Realizar una cosecha con dos pasadas, que recoja la fruta más temprana y otra más tardía con el fin de aprovechar mejor la producción, puede ser la clave. Si bien realizar dos operaciones es más caro, permitiría obtener mayores beneficios, con fruta –aquella recolectada en la segunda ocasión- con mejor presión y un potencial de sólidos solubles más cerca del óptimo.

Tomás Labbé realiza un ejercicio básico sobre este asunto. Con una sola pasada de cosecha, calcula, se podrían obtener 10 toneladas de fruta seca por hectárea calibre 75, a un costo del servicio de recolección US$1.000/ha. A un precio de venta de US$/kg de 1,115 en 2018, los ingresos por hectárea alcanzan los US$11.150, dando un margen de cosecha de US$10.150 por hectárea. Sin embargo, si se llevan a cabo dos pasadas es posible recolectar 11 toneladas por hectárea, es decir, un 10% más de fruta y con más calibre (65 unidades/libra). En estas circunstancias, si se asume un costo de cosecha de 1,7 veces (US$1.700/ha) y un precio de liquidación mejor (US$/kg 1,3625), dado por el alza en el calibre seco (65 en vez de 75), se pueden lograr ingresos de US$14.988/ha y un margen de cosecha de US$13.288/ha. “Hacer dos pasadas bien hechas, sacando entre un 20% y 30% de la fruta al comienzo, puede generar un margen de US$3.163 adicionales/ha”, afirma Labbé. “Dos pasadas implica cosechar temprano un 20% a 30% de la fruta y después el otro 70%. El hecho de sacar la fruta al comienzo, le ayuda al árbol a que aumente el potencial productivo de la que queda colgando. Pero, además, no se cosecha la fruta cuando le falta todavía azúcar y presión. En vez de cosechar con un promedio de 6 libras, que es lo que se aprecia cuando se entra a recolectar con una sola pasada al principio y temprano, se puede lograr un promedio que se acerque más a las 4 libras, lo que ayuda a pasar de las 10 a las 11 toneladas secas. El hecho de cosechar la fruta en el momento oportuno, con más sólidos solubles, va dar una mejor conversión de secado y un mejor calibre”, explica el asesor.

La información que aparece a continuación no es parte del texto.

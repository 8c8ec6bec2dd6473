//! Running-average rating aggregation

use rust_decimal::{Decimal, RoundingStrategy};

use crate::models::User;
use crate::store::RatingAggregateChange;

/// Fold one rating into an aggregate, returning `(total, average)`.
///
/// The average is rounded to 2 decimal places, half away from zero.
pub fn running_average(old_average: Decimal, old_total: i32, rating: i32) -> (i32, Decimal) {
    let total = old_total + 1;
    let average = (old_average * Decimal::from(old_total) + Decimal::from(rating))
        / Decimal::from(total);
    (
        total,
        average.round_dp_with_strategy(2, RoundingStrategy::MidpointAwayFromZero),
    )
}

/// Aggregate change for `target` receiving `rating`, guarded by the count it was read at
pub fn aggregate_change(target: &User, rating: i32) -> RatingAggregateChange {
    let (total_ratings, average_rating) =
        running_average(target.average_rating, target.total_ratings, rating);
    RatingAggregateChange {
        user_id: target.id,
        expected_total_ratings: target.total_ratings,
        total_ratings,
        average_rating,
    }
}
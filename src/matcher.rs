use std::cmp::Ordering;
use std::collections::BTreeSet;
use std::sync::OnceLock;

use regex::Regex;
use serde::Serialize;

use crate::models::{fold_key, Group};

/// Minimum share of the CSV logins a group must contain to be accepted.
pub const FUZZY_THRESHOLD: f64 = 0.5;

fn login_pattern() -> &'static Regex {
    static PATTERN: OnceLock<Regex> = OnceLock::new();
    PATTERN.get_or_init(|| {
        Regex::new(r"([A-Za-z0-9][A-Za-z0-9_.\-]*)\s*\(\s*https?://[^)\s]*\s*\)")
            .expect("login pattern is valid")
    })
}

pub fn extract_logins(text: &str) -> BTreeSet<String> {
    login_pattern()
        .captures_iter(text)
        .filter_map(|captures| captures.get(1))
        .map(|login| fold_key(login.as_str()))
        .collect()
}

#[derive(Debug, Clone, Copy, PartialEq, Eq, Serialize)]
#[serde(rename_all = "lowercase")]
pub enum MatchKind {
    Exact,
    Fuzzy,
}

#[derive(Debug, Clone, PartialEq)]
pub struct GroupMatch<'a> {
    pub group: &'a Group,
    pub kind: MatchKind,
    pub score: f64,
}

fn compare_group_ids(a: &str, b: &str) -> Ordering {
    match (a.parse::<u64>(), b.parse::<u64>()) {
        (Ok(a), Ok(b)) => a.cmp(&b),
        _ => a.cmp(b),
    }
}

/// Exact set match first, then the largest share of CSV logins at or above
/// [`FUZZY_THRESHOLD`]. Ties go to the smallest group id.
pub fn match_group<'a>(
    logins: &BTreeSet<String>,
    groups: impl IntoIterator<Item = &'a Group>,
) -> Option<GroupMatch<'a>> {
    if logins.is_empty() {
        return None;
    }

    let candidates: Vec<(&Group, BTreeSet<String>)> = groups
        .into_iter()
        .map(|group| (group, group.logins().collect()))
        .collect();

    let exact = candidates
        .iter()
        .filter(|(_, members)| members.len() == logins.len() && members == logins)
        .map(|(group, _)| *group)
        .min_by(|a, b| compare_group_ids(&a.group_id, &b.group_id));
    if let Some(group) = exact {
        return Some(GroupMatch {
            group,
            kind: MatchKind::Exact,
            score: 1.0,
        });
    }

    let mut best: Option<GroupMatch<'a>> = None;
    for (group, members) in &candidates {
        let overlap = logins.intersection(members).count();
        let score = overlap as f64 / logins.len() as f64;
        if score < FUZZY_THRESHOLD {
            continue;
        }
        let better = match &best {
            None => true,
            Some(current) => {
                score > current.score
                    || (score == current.score
                        && compare_group_ids(&group.group_id, &current.group.group_id)
                            == Ordering::Less)
            }
        };
        if better {
            best = Some(GroupMatch {
                group: *group,
                kind: MatchKind::Fuzzy,
                score,
            });
        }
    }
    best
}
#[cfg(test)]
mod tests {
    use std::cell::RefCell;

    use uuid::Uuid;

    use super::*;
    use crate::catalog::Track;
    use crate::feed::testing::{record, FakeFeed};
    use crate::models::{same_key, AuditRecord, AuditResultRecord, DropoutSet};

    #[derive(Default)]
    struct MemoryAudits {
        audits: RefCell<Vec<(Uuid, NewAudit)>>,
        fail_group: Option<String>,
    }

    impl AuditStore for MemoryAudits {
        async fn insert_audit(&self, audit: &NewAudit) -> anyhow::Result<InsertOutcome> {
            if self.fail_group.as_deref() == Some(audit.group_id.as_str()) {
                anyhow::bail!("connection reset");
            }
            let mut audits = self.audits.borrow_mut();
            let exists = audits.iter().any(|(_, existing)| {
                existing.promo_id == audit.promo_id
                    && existing.track == audit.track
                    && existing.project_name == audit.project_name
                    && existing.group_id == audit.group_id
            });
            if exists {
                return Ok(InsertOutcome::AlreadyExists);
            }
            let id = Uuid::new_v4();
            audits.push((id, audit.clone()));
            Ok(InsertOutcome::Inserted(id))
        }

        async fn audits_for_project(
            &self,
            promo_id: i64,
            project_name: &str,
        ) -> anyhow::Result<Vec<AuditRecord>> {
            Ok(self
                .audits
                .borrow()
                .iter()
                .filter(|(_, a)| {
                    a.promo_id == promo_id && same_key(&a.project_name, project_name)
                })
                .map(|(id, a)| AuditRecord {
                    id: *id,
                    group_id: a.group_id.clone(),
                    global_warnings: a.global_warnings.clone(),
                    results: a
                        .results
                        .iter()
                        .map(|result| AuditResultRecord {
                            student_login: result.student_login.clone(),
                            validated: result.validated,
                            warnings: result.warnings.clone(),
                        })
                        .collect(),
                })
                .collect())
        }
    }

    const CONFIG: &str = r#"
        catalog_path = "projects.json"
        [feed]
        base_url = "https://zone01.example"
        [[promotions]]
        id = 5
        title = "P1 2025"
        expected = "forum"
    "#;

    const CSV: &str = "\
promotion,project,group,auditor,summary,validated
P1 2025,forum,\"jdoe (https://git/jdoe) asmith (https://git/asmith)\",Alice,Clean code,oui
P1 2025,Forum,\"bwayne (https://git/bwayne) ckent (https://git/ckent) typo (https://git/typo)\",Bob,,non
P1 2025,forum,just some names,Carol,,oui
P1 2025,unknown-project,\"jdoe (https://git/jdoe)\",Dan,,oui
P9 2030,forum,\"jdoe (https://git/jdoe)\",Eve,,oui
P1 2025,forum,\"zed (https://git/zed) qux (https://git/qux)\",Frank,,oui
";

    fn fixtures() -> (Config, ProjectCatalog, FakeFeed) {
        let config = Config::from_toml(CONFIG).unwrap();
        let catalog = ProjectCatalog::from_names(&[(Track::Golang, &["forum", "lem-in"])]).unwrap();
        let mut feed = FakeFeed::default();
        feed.promotions.insert(
            5,
            vec![
                record("jdoe", "forum", "100", "finished"),
                record("asmith", "forum", "100", "finished"),
                record("bwayne", "forum", "101", "finished"),
                record("ckent", "forum", "101", "finished"),
                record("dprince", "forum", "101", "finished"),
            ],
        );
        (config, catalog, feed)
    }

    #[test]
    fn reads_csv_rows() {
        let lines = read_rows(CSV.as_bytes()).unwrap();
        assert_eq!(lines.len(), 6);
        assert_eq!(lines[0].line, 2);
        let first = lines[0].row.as_ref().unwrap();
        let second = lines[1].row.as_ref().unwrap();
        assert!(first.is_validated());
        assert!(!second.is_validated());
        assert_eq!(second.summary, None);
    }

    #[test]
    fn short_rows_are_kept_as_malformed() {
        let raw = "\
promotion,project,group,auditor,summary,validated
P1 2025,forum,\"jdoe (https://git/jdoe)\",Alice,,oui
P1 2025,forum
P1 2025,forum,\"bwayne (https://git/bwayne)\",Bob,,non
";
        let lines = read_rows(raw.as_bytes()).unwrap();
        assert_eq!(lines.len(), 3);
        assert!(lines[0].row.is_ok());
        let malformed = lines[1].row.as_ref().unwrap_err();
        assert_eq!(lines[1].line, 3);
        assert_eq!(malformed.promotion, "P1 2025");
        assert_eq!(malformed.project, "forum");
        assert!(lines[2].row.is_ok());
    }

    #[tokio::test]
    async fn malformed_rows_are_skipped_and_the_rest_imported() {
        let (config, catalog, feed) = fixtures();
        let dropouts = DropoutSet::default();
        let store = MemoryAudits::default();
        let raw = "\
promotion,project,group,auditor,summary,validated
P1 2025,forum,\"jdoe (https://git/jdoe) asmith (https://git/asmith)\",Alice,,oui
P1 2025,forum
P1 2025,forum,\"bwayne (https://git/bwayne) ckent (https://git/ckent) dprince (https://git/dprince)\",Bob,,non
";
        let lines = read_rows(raw.as_bytes()).unwrap();

        let mut cache = GroupCache::new(&feed, &catalog, &dropouts);
        let summary = import_rows(&lines, &config, &catalog, &mut cache, &store).await;

        assert_eq!(summary.total, 3);
        assert_eq!(summary.imported, 2);
        assert_eq!(summary.skipped, 1);
        assert!(summary.errors.is_empty());
        let unmatched = &summary.details.unmatched[0];
        assert_eq!(unmatched.row, 3);
        assert!(unmatched.reason.starts_with("malformed row"));
    }

    #[tokio::test]
    async fn only_audit_eligible_groups_are_matched() {
        let (config, catalog, _) = fixtures();
        let dropouts = DropoutSet::new(["gone"]);
        let mut feed = FakeFeed::default();
        feed.promotions.insert(
            5,
            vec![
                record("jdoe", "forum", "100", "working"),
                record("asmith", "forum", "100", "working"),
                record("gone", "forum", "200", "finished"),
            ],
        );
        let raw = "\
promotion,project,group,auditor,summary,validated
P1 2025,forum,\"jdoe (https://git/jdoe) asmith (https://git/asmith)\",Alice,,oui
P1 2025,forum,\"gone (https://git/gone)\",Bob,,oui
";
        let store = MemoryAudits::default();
        let lines = read_rows(raw.as_bytes()).unwrap();

        let mut cache = GroupCache::new(&feed, &catalog, &dropouts);
        let summary = import_rows(&lines, &config, &catalog, &mut cache, &store).await;

        assert_eq!(summary.imported, 0);
        assert_eq!(summary.skipped, 2);
        assert!(store.audits.borrow().is_empty());
        assert!(summary
            .details
            .unmatched
            .iter()
            .all(|row| row.reason == "no eligible Zone01 group for this project"));
    }

    #[tokio::test]
    async fn ineligible_groups_do_not_attract_fuzzy_matches() {
        let (config, catalog, _) = fixtures();
        let dropouts = DropoutSet::default();
        let mut feed = FakeFeed::default();
        feed.promotions.insert(
            5,
            vec![
                record("jdoe", "forum", "100", "working"),
                record("asmith", "forum", "100", "working"),
                record("jdoe", "forum", "101", "finished"),
                record("bwayne", "forum", "101", "finished"),
            ],
        );
        let raw = "\
promotion,project,group,auditor,summary,validated
P1 2025,forum,\"jdoe (https://git/jdoe) asmith (https://git/asmith)\",Alice,,oui
";
        let store = MemoryAudits::default();
        let lines = read_rows(raw.as_bytes()).unwrap();

        let mut cache = GroupCache::new(&feed, &catalog, &dropouts);
        let summary = import_rows(&lines, &config, &catalog, &mut cache, &store).await;

        assert_eq!(summary.imported, 1);
        assert_eq!(summary.details.matched[0].group_id, "101");
        assert_eq!(summary.details.matched[0].kind, MatchKind::Fuzzy);
    }

    #[tokio::test]
    async fn imports_matches_and_reports_unmatched_rows() {
        let (config, catalog, feed) = fixtures();
        let dropouts = DropoutSet::new(["asmith"]);
        let store = MemoryAudits::default();
        let rows = read_rows(CSV.as_bytes()).unwrap();

        let mut cache = GroupCache::new(&feed, &catalog, &dropouts);
        let summary = import_rows(&rows, &config, &catalog, &mut cache, &store).await;

        assert_eq!(summary.total, 6);
        assert_eq!(summary.imported, 2);
        assert_eq!(summary.skipped, 4);
        assert!(summary.errors.is_empty());
        assert_eq!(summary.details.unmatched.len(), 4);
        assert_eq!(summary.details.matched[0].kind, MatchKind::Exact);
        assert_eq!(summary.details.matched[1].kind, MatchKind::Fuzzy);
        assert_eq!(*feed.calls.borrow(), vec![5]);

        let audits = store.audits_for_project(5, "FORUM").await.unwrap();
        assert_eq!(audits.len(), 2);
        // Canonical members, not the CSV's "typo" login.
        let logins: Vec<_> = audits[1].results.iter().map(|r| r.student_login.as_str()).collect();
        assert_eq!(logins, vec!["bwayne", "ckent", "dprince"]);
        // Dropouts are never marked validated.
        let first: Vec<_> = audits[0].results.iter().map(|r| r.validated).collect();
        assert_eq!(first, vec![true, false]);
        assert_eq!(store.audits.borrow()[0].1.auditor_name.as_deref(), Some("Alice"));
    }

    #[tokio::test]
    async fn reimport_creates_no_new_audits() {
        let (config, catalog, feed) = fixtures();
        let dropouts = DropoutSet::default();
        let store = MemoryAudits::default();
        let rows = read_rows(CSV.as_bytes()).unwrap();

        let mut cache = GroupCache::new(&feed, &catalog, &dropouts);
        let first = import_rows(&rows, &config, &catalog, &mut cache, &store).await;
        let second = import_rows(&rows, &config, &catalog, &mut cache, &store).await;

        assert_eq!(first.imported, 2);
        assert_eq!(second.imported, 0);
        assert_eq!(second.skipped, first.skipped + first.imported);
        assert_eq!(store.audits.borrow().len(), 2);
    }

    #[tokio::test]
    async fn insert_failures_are_errors_not_skips() {
        let (config, catalog, feed) = fixtures();
        let dropouts = DropoutSet::default();
        let store = MemoryAudits {
            fail_group: Some("100".to_string()),
            ..MemoryAudits::default()
        };
        let rows = read_rows(CSV.as_bytes()).unwrap();

        let mut cache = GroupCache::new(&feed, &catalog, &dropouts);
        let summary = import_rows(&rows, &config, &catalog, &mut cache, &store).await;

        assert_eq!(summary.imported, 1);
        assert_eq!(summary.errors.len(), 1);
        assert!(summary.errors[0].starts_with("row 2"));
    }
}
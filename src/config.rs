use std::collections::HashSet;
use std::path::{Path, PathBuf};

use serde::Deserialize;
use thiserror::Error;

use crate::delay::ExpectedProject;
use crate::models::{fold_key, same_key};

pub const TOKEN_ENV_VAR: &str = "ZONE01_API_TOKEN";

#[derive(Debug, Error)]
pub enum ConfigError {
    #[error("failed to read config {path}: {source}")]
    Io {
        path: String,
        source: std::io::Error,
    },
    #[error("failed to parse config: {0}")]
    Parse(#[from] toml::de::Error),
    #[error("invalid config: {0}")]
    Invalid(String),
}

#[derive(Debug, Clone, Deserialize)]
pub struct Config {
    pub feed: FeedConfig,
    pub catalog_path: PathBuf,
    #[serde(default)]
    pub promotions: Vec<PromotionConfig>,
}

#[derive(Debug, Clone, Deserialize)]
pub struct FeedConfig {
    pub base_url: String,
    #[serde(default)]
    pub token: Option<String>,
    #[serde(default = "default_timeout_secs")]
    pub timeout_secs: u64,
}

fn default_timeout_secs() -> u64 {
    30
}

impl FeedConfig {
    /// Token from the file, falling back to the environment.
    pub fn resolved_token(&self) -> Option<String> {
        self.token
            .clone()
            .filter(|token| !token.is_empty())
            .or_else(|| std::env::var(TOKEN_ENV_VAR).ok())
            .filter(|token| !token.is_empty())
    }
}

#[derive(Debug, Clone, Deserialize)]
pub struct PromotionConfig {
    /// Event id on the progression platform, also used as the stored promo id.
    pub id: i64,
    pub title: String,
    pub expected: ExpectedProject,
    #[serde(default)]
    pub archived: bool,
}

impl Config {
    pub fn from_toml(raw: &str) -> Result<Self, ConfigError> {
        let config: Config = toml::from_str(raw)?;
        config.validate()?;
        Ok(config)
    }

    /// Loads the file; a relative catalog path is resolved against its directory.
    pub fn load(path: &Path) -> Result<Self, ConfigError> {
        let raw = std::fs::read_to_string(path).map_err(|source| ConfigError::Io {
            path: path.display().to_string(),
            source,
        })?;
        let mut config = Self::from_toml(&raw)?;
        if config.catalog_path.is_relative() {
            if let Some(parent) = path.parent() {
                config.catalog_path = parent.join(&config.catalog_path);
            }
        }
        Ok(config)
    }

    fn validate(&self) -> Result<(), ConfigError> {
        if self.feed.base_url.trim().is_empty() {
            return Err(ConfigError::Invalid("feed.base_url is empty".to_string()));
        }

        let mut ids = HashSet::new();
        let mut titles = HashSet::new();
        for promotion in &self.promotions {
            if !ids.insert(promotion.id) {
                return Err(ConfigError::Invalid(format!(
                    "promotion id {} is listed twice",
                    promotion.id
                )));
            }
            if !titles.insert(fold_key(&promotion.title)) {
                return Err(ConfigError::Invalid(format!(
                    "promotion {} is listed twice",
                    promotion.title
                )));
            }
        }
        Ok(())
    }

    pub fn promotion_by_title(&self, title: &str) -> Option<&PromotionConfig> {
        self.promotions
            .iter()
            .find(|promotion| same_key(&promotion.title, title))
    }
}

#[cfg(test)]
mod tests {
    use std::io::Write;

    use super::*;

    const SAMPLE: &str = r#"
        catalog_path = "projects.json"

        [feed]
        base_url = "https://zone01.example/api/v1/"

        [[promotions]]
        id = 32
        title = "P1 2024"
        expected = "forum"

        [[promotions]]
        id = 40
        title = "P2 2024"
        expected = { rust = "smart-road", java = "lets-play" }

        [[promotions]]
        id = 12
        title = "P1 2022"
        expected = "Fin"
        archived = true
    "#;

    #[test]
    fn parses_sample_config() {
        let config = Config::from_toml(SAMPLE).unwrap();
        assert_eq!(config.promotions.len(), 3);
        assert_eq!(config.feed.timeout_secs, 30);
        assert!(config.promotions[2].archived);
        assert_eq!(
            config.promotion_by_title("p2 2024").unwrap().expected,
            ExpectedProject::Elective {
                rust: Some("smart-road".to_string()),
                java: Some("lets-play".to_string()),
            }
        );
        assert_eq!(config.promotions[2].expected, ExpectedProject::Finished);
    }

    #[test]
    fn rejects_duplicate_promotions() {
        let raw = r#"
            catalog_path = "projects.json"
            [feed]
            base_url = "https://zone01.example"
            [[promotions]]
            id = 1
            title = "P1"
            expected = "forum"
            [[promotions]]
            id = 1
            title = "P2"
            expected = "forum"
        "#;
        assert!(matches!(Config::from_toml(raw), Err(ConfigError::Invalid(_))));
    }

    #[test]
    fn rejects_empty_base_url() {
        let raw = r#"
            catalog_path = "projects.json"
            [feed]
            base_url = " "
        "#;
        assert!(matches!(Config::from_toml(raw), Err(ConfigError::Invalid(_))));
    }

    #[test]
    fn catalog_path_is_relative_to_config_file() {
        let dir = tempfile::tempdir().unwrap();
        let path = dir.path().join("zone01.toml");
        let mut file = std::fs::File::create(&path).unwrap();
        file.write_all(SAMPLE.as_bytes()).unwrap();

        let config = Config::load(&path).unwrap();
        assert_eq!(config.catalog_path, dir.path().join("projects.json"));
    }

    #[test]
    fn explicit_token_wins() {
        let feed = FeedConfig {
            base_url: "https://zone01.example".to_string(),
            token: Some("secret".to_string()),
            timeout_secs: 5,
        };
        assert_eq!(feed.resolved_token().as_deref(), Some("secret"));
    }
}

Los motivos locales para efectuar una sola operación, agrega, radican en que en Chile se ha asimilado el modelo de cosecha empleado en Estados Unidos, cuando en realidad la fruta en Chile madura de una manera similar a como lo hace en Europa. “En Estados Unidos las variaciones de temperatura entre el día y la noche son menores que las que tenemos nosotros en la época de cosecha. Las nuestras son muy parecidas a las de Francia. Por eso allá cosechan en cuatro a cinco pasadas para lograr mejora calidad de fruta”, detalla.

El proceso, que podría extenderse hasta por 25 días, permitiría utilizar parte de lo recogido en la primera pasada para fresco o bien destinar sólo algunos sectores del huerto a esta metodología de trabajo. “Nunca hay un árbol en el que madure todo al mismo tiempo”, dice el dueño de Asesorías TYCSA. La primera pasada demoraría 5 a 7 días. “La fruta, luego de los primeros días de la cosecha, sí aguanta más tiempo. A su vez, el árbol se aliviana y es todo beneficio para el resultado productivo final. Por lo tanto, podría terminar la primera pasada y esperar dos o tres días antes de empezar a meterme de nuevo. A lo mejor se van a caer un par de ciruelas entre medio, pero es bien poco en comparación a si desde el principio hubiera atrasado la cosecha”, agrega Labbé.